Peter realized that if he loved Cindy—and he wondered if he ever could—it would be on the level of their likes and aversions, their individual personal preferences for things, the compatibility of their thoughts and personalities. They would be drawn together by mutual jokes and experiences, a sort of happy mixing and meshing of their thoughts as individuals. They would love each other because they liked the same bands, the same music, the same food, the same comedians, the same internet videos.

The frogs showed him the possibility of something far more physical and fundamental, a connection that made human love look like only a glint of light on the surface. The frogs sexual connection occurred deep in the water; it was biologically fundamental.

Could he, Peter, ever be biologically fundamental with Cindy? Or any other girl he knew. Or would their minds reject it outright as ridiculous? He knew the answer. Frog-love was out of the question. It would be too embarrassing. It would undo the human mind.

Imaging clutching a woman as if it was life itself. No, there was something about the sex act that was shameless. Too biological. Too physical. Too much life. Too unmental.

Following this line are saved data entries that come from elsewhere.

//! Tri-state inheritance of template values
//!
//! Every overridable value is either defined locally, inherited from the template chain, or
//! explicitly undefined. The state and the local value live in one variant so that a status
//! change is a single operation on [`TemplateValue`].

use serde::{Deserialize, Serialize};
use std::fmt;
use std::str::FromStr;

/// Inheritance status of a value
#[derive(Debug, Clone, Copy, PartialEq, Eq, Hash, Default, Serialize, Deserialize)]
#[serde(rename_all = "camelCase")]
pub enum TemplateValueStatus {
    /// The local value is authoritative
    #[default]
    Defined,
    /// The value comes from the nearest template defining it
    Inherited,
    /// No value here, and template resolution stops here
    Undefined,
}

impl TemplateValueStatus {
    pub fn as_str(&self) -> &'static str {
        match self {
            TemplateValueStatus::Defined => "defined",
            TemplateValueStatus::Inherited => "inherited",
            TemplateValueStatus::Undefined => "undefined",
        }
    }
}

impl fmt::Display for TemplateValueStatus {
    fn fmt(&self, f: &mut fmt::Formatter<'_>) -> fmt::Result {
        f.write_str(self.as_str())
    }
}

impl FromStr for TemplateValueStatus {
    type Err = String;

    fn from_str(s: &str) -> Result<Self, Self::Err> {
        match s.to_ascii_lowercase().as_str() {
            "defined" => Ok(TemplateValueStatus::Defined),
            "inherited" => Ok(TemplateValueStatus::Inherited),
            "undefined" => Ok(TemplateValueStatus::Undefined),
            other => Err(format!("unknown template value status '{other}'")),
        }
    }
}

/// A value together with its inheritance status
#[derive(Debug, Clone, PartialEq)]
pub enum TemplateValue<T> {
    Defined(T),
    /// `fallback` is used while the template chain cannot be resolved
    Inherited { fallback: Option<T> },
    Undefined,
}

impl<T: Clone + PartialEq> TemplateValue<T> {
    pub fn inherited() -> Self {
        TemplateValue::Inherited { fallback: None }
    }

    pub fn status(&self) -> TemplateValueStatus {
        match self {
            TemplateValue::Defined(_) => TemplateValueStatus::Defined,
            TemplateValue::Inherited { .. } => TemplateValueStatus::Inherited,
            TemplateValue::Undefined => TemplateValueStatus::Undefined,
        }
    }

    /// The locally defined value
    pub fn defined(&self) -> Option<&T> {
        match self {
            TemplateValue::Defined(value) => Some(value),
            _ => None,
        }
    }

    /// The locally stored value: the defined value or the inherited fallback
    pub fn local(&self) -> Option<&T> {
        match self {
            TemplateValue::Defined(value) => Some(value),
            TemplateValue::Inherited { fallback } => fallback.as_ref(),
            TemplateValue::Undefined => None,
        }
    }

    pub fn local_mut(&mut self) -> Option<&mut T> {
        match self {
            TemplateValue::Defined(value) => Some(value),
            TemplateValue::Inherited { fallback } => fallback.as_mut(),
            TemplateValue::Undefined => None,
        }
    }

    /// Effective value given the value resolved from the template chain.
    ///
    /// An inherited value prefers the live template value and only falls back to the cached
    /// copy when the chain does not resolve.
    pub fn effective<'a>(&'a self, template: Option<&'a T>) -> Option<&'a T> {
        match self {
            TemplateValue::Defined(value) => Some(value),
            TemplateValue::Inherited { fallback } => template.or(fallback.as_ref()),
            TemplateValue::Undefined => None,
        }
    }

    /// Change the status.
    ///
    /// * `Defined` copies `effective` (the value currently in effect) into the local slot, so
    ///   decoupling from the template never changes the value.
    /// * `Inherited` drops the local value; the fallback becomes the live template value, or
    ///   keeps the previous local value when no template value resolves.
    /// * `Undefined` clears the local slot.
    pub fn set_status(&mut self, status: TemplateValueStatus, effective: T, template: Option<T>) {
        *self = match status {
            TemplateValueStatus::Defined => TemplateValue::Defined(effective),
            TemplateValueStatus::Inherited => TemplateValue::Inherited {
                fallback: template.or_else(|| self.local().cloned()),
            },
            TemplateValueStatus::Undefined => TemplateValue::Undefined,
        };
    }

    /// Map the stored value, keeping the status
    pub fn map<U, F: FnOnce(T) -> U>(self, f: F) -> TemplateValue<U> {
        match self {
            TemplateValue::Defined(value) => TemplateValue::Defined(f(value)),
            TemplateValue::Inherited { fallback } => TemplateValue::Inherited {
                fallback: fallback.map(f),
            },
            TemplateValue::Undefined => TemplateValue::Undefined,
        }
    }
}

Even without ever having had any experience like it, you could watch those frogs and sense the utter shamelessness of sex. But, Peter realized, the human mind could never accept it or allow it, at least not for long. The mind would feel shamed.

He knew that Cindy—really, all the girls in his circle of friends—would be derisive and dismissive at the thought. They would make jokes, as would Cory of course and the guys he knew at school. The human mind had to be in control; the sex act had to be something the mind could stand above. In one’s stream of thoughts, it had to be explainable and put in its place.

With your friends you had to be witty and all-knowing. Intercourse would have to be relatively quick, the mind never absent for long. The witty mind had to stay on top.

Somehow, Peter thought, this was wrong. The frogs were right and people, the human mind, was wrong. Minds were afraid of biological connection, of being subsumed. Sex was threatening to the mental self. But why?

Perhaps Peter says something to Cindy and Cory about the frogs. And they joke. Perhaps he speaks too seriously about the fundamental biological nature of life, about the grounded physical connection his frogs experienced in sex. Perhaps Peter admits aloud that the frogs showed him there was something deeper in life, something that made his interactions with them (even though they were his best friends) seem like surface reflection.

Cory and Cindy cover it up with joking and Peter’s face flushes. With the hint of a tear he shrugs, “I’m just trying to be honest with myself.”

Afterwards Cindy and Cory are wary of him, uneasy. Behind his back they laugh about it. Still, uneasiness persists. Over the next few days both feel a desire to defend Peter, but find themselves unable to bring it up without joking.

After that their friendship gradually fades. The three grow apart.